One of the applications was that made by the first defendant private hospital for summary dismissal of the plaintiff’s claim alleging that the hospital was vicariously liable for the acts of two medical practitioners.

The court refused the application at [33] – [37],  saying:

  1. As stated in Ellis at 592D-592E, the question whether a person is the employee of another is a question of fact and one needs to look to all the incidents of the relationship disclosed by the evidence in the instant case. The majority view formed in that case was reached after careful and detailed consideration of all the evidence before the Court following a substantive hearing. The fact was not determined in a summary proceeding on the basis of selected documents put before the Court.
  1. I am not satisfied that the totality of the evidence is before the Court that would enable an assessment of all the incidents or features of the relationship between each of the doctors and the Hospital so as to form a view about whether any doctor was properly described as an employee, let alone such as to find that the doctors were unquestionably independent contractors.
  1. In particular, the evidence of Mr Free was that each of the doctors was an ‘Accredited Practitioner’ of the Hospital.  The by-laws of the Hospital in evidence that applied at the time of the 2010 treatment define an ‘Accredited Practitioner’ expressly to include a medical practitioner ‘appointed or employed by the Hospital’.
  1. Further, cl 23(a) of those by-laws was relied upon by the first defendant as making it clear that appointment as an accredited practitioner does not equate to the doctor entering into a contract of employment.  However, cl 23(a) does not support that submission.  It provides:

Appointment of an Accredited Practitioner shall be conditional on the practitioner:

Complying with the terms and conditions of his or her contract of employment (and/or applicable award or agreement)…

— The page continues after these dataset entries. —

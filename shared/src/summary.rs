//! Daily-summary composition
//!
//! Deterministic aggregation of the three analyzer reports into one
//! overall summary. This is the fallback path of the summary pipeline: it
//! has no external dependencies, is total over its input domain, and is
//! used unconditionally whenever the optional enhancement path is
//! unavailable or returns unusable content.

use crate::analyzers::lifestyle::DEFAULT_SLEEP_HOURS;
use crate::analyzers::{ExerciseReport, FoodReport, LifestyleReport};
use crate::models::LifestyleMetrics;
use crate::scoring::round1;
use serde::{Deserialize, Serialize};

/// Exact number of recommendations a summary always carries
pub const RECOMMENDATION_COUNT: usize = 3;

/// Filler recommendation used to pad short lists up to the fixed count
const FILLER_RECOMMENDATION: &str = "Stay hydrated and take breaks throughout your day";

/// Aggregate daily summary produced by the orchestrator
#[derive(Debug, Clone, PartialEq, Serialize, Deserialize)]
pub struct OrchestratorSummary {
    /// Overall health score on a 0-10 scale, rounded to one decimal
    pub overall_health_score: f64,
    /// One-sentence summary of the day
    pub summary: String,
    /// Exactly three recommendations
    pub recommendations: Vec<String>,
    /// Goal-progress narrative, present on the enhanced path only
    #[serde(skip_serializing_if = "Option::is_none", default)]
    pub goal_progress: Option<String>,
    /// Motivational message, present on the enhanced path only
    #[serde(skip_serializing_if = "Option::is_none", default)]
    pub motivation: Option<String>,
}

/// Full daily-summary response shape
#[derive(Debug, Clone, PartialEq, Serialize, Deserialize)]
pub struct DailySummary {
    pub food_agent: FoodReport,
    pub exercise_agent: ExerciseReport,
    pub lifestyle_agent: LifestyleReport,
    pub orchestrator_summary: OrchestratorSummary,
    #[serde(skip_serializing_if = "Option::is_none", default)]
    pub goal_alignment: Option<String>,
}

/// Pad or truncate a recommendation list to exactly [`RECOMMENDATION_COUNT`].
///
/// Short lists are filled with the generic hydration filler; long lists
/// keep their first three entries.
pub fn pad_recommendations(mut recommendations: Vec<String>) -> Vec<String> {
    while recommendations.len() < RECOMMENDATION_COUNT {
        recommendations.push(FILLER_RECOMMENDATION.to_string());
    }
    recommendations.truncate(RECOMMENDATION_COUNT);
    recommendations
}

/// Compose the deterministic daily summary from the analyzer reports.
///
/// `lifestyle_input` is the submitted metrics record; the sleep
/// recommendation reads the raw sleep hours (with the analyzer's default)
/// rather than the derived wellness score.
pub fn compose_summary(
    food: &FoodReport,
    exercise: &ExerciseReport,
    lifestyle: &LifestyleReport,
    lifestyle_input: &LifestyleMetrics,
) -> OrchestratorSummary {
    let exercise_factor = (f64::from(exercise.calories_burned) / 50.0).min(10.0);
    let overall_health_score =
        round1((food.nutrition_score + exercise_factor + lifestyle.wellness_score) / 3.0);

    let mut summary_parts: Vec<&str> = Vec::new();

    if food.nutrition_score > 7.0 {
        summary_parts.push("excellent nutrition choices");
    } else if food.nutrition_score > 5.0 {
        summary_parts.push("good meal variety");
    } else {
        summary_parts.push("room for nutritional improvement");
    }

    if exercise.calories_burned > 300 {
        summary_parts.push("active lifestyle");
    } else if exercise.calories_burned > 100 {
        summary_parts.push("moderate activity");
    } else {
        summary_parts.push("opportunities for more movement");
    }

    if lifestyle.wellness_score > 7.0 {
        summary_parts.push("healthy lifestyle habits");
    } else {
        summary_parts.push("areas for lifestyle optimization");
    }

    let summary = format!("Today shows {}.", summary_parts.join(", "));

    let mut recommendations: Vec<String> = Vec::new();

    let sleep_hours = lifestyle_input.sleep_hours.unwrap_or(DEFAULT_SLEEP_HOURS);
    if sleep_hours < 7.0 {
        recommendations.push("Prioritize getting 7-8 hours of sleep tonight".to_string());
    } else if sleep_hours > 9.0 {
        recommendations
            .push("Consider if you need that much sleep - focus on quality".to_string());
    }

    if exercise.calories_burned < 200 {
        recommendations.push("Add a 20-minute walk or light stretching to your day".to_string());
    } else if exercise.calories_burned > 500 {
        recommendations.push("Great workout! Remember to rest and recover properly".to_string());
    }

    if food.nutrition_score < 6.0 {
        recommendations
            .push("Include more vegetables and whole grains in your next meal".to_string());
    } else if food.nutrition_score > 8.0 {
        recommendations.push("Excellent food choices! Keep up the balanced eating".to_string());
    }

    OrchestratorSummary {
        overall_health_score,
        summary,
        recommendations: pad_recommendations(recommendations),
        goal_progress: None,
        motivation: None,
    }
}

  1. That could well include a contract of employment with the Hospital.  The onus on this application being on the first defendant, I am not satisfied that the documents in evidence are conclusive on the issue, and even if they were, I would not have been satisfied that they represented the totality of the indicia to which the Court would have regard in forming a view on the question of the employment relationship between each of the three doctors and the first defendant.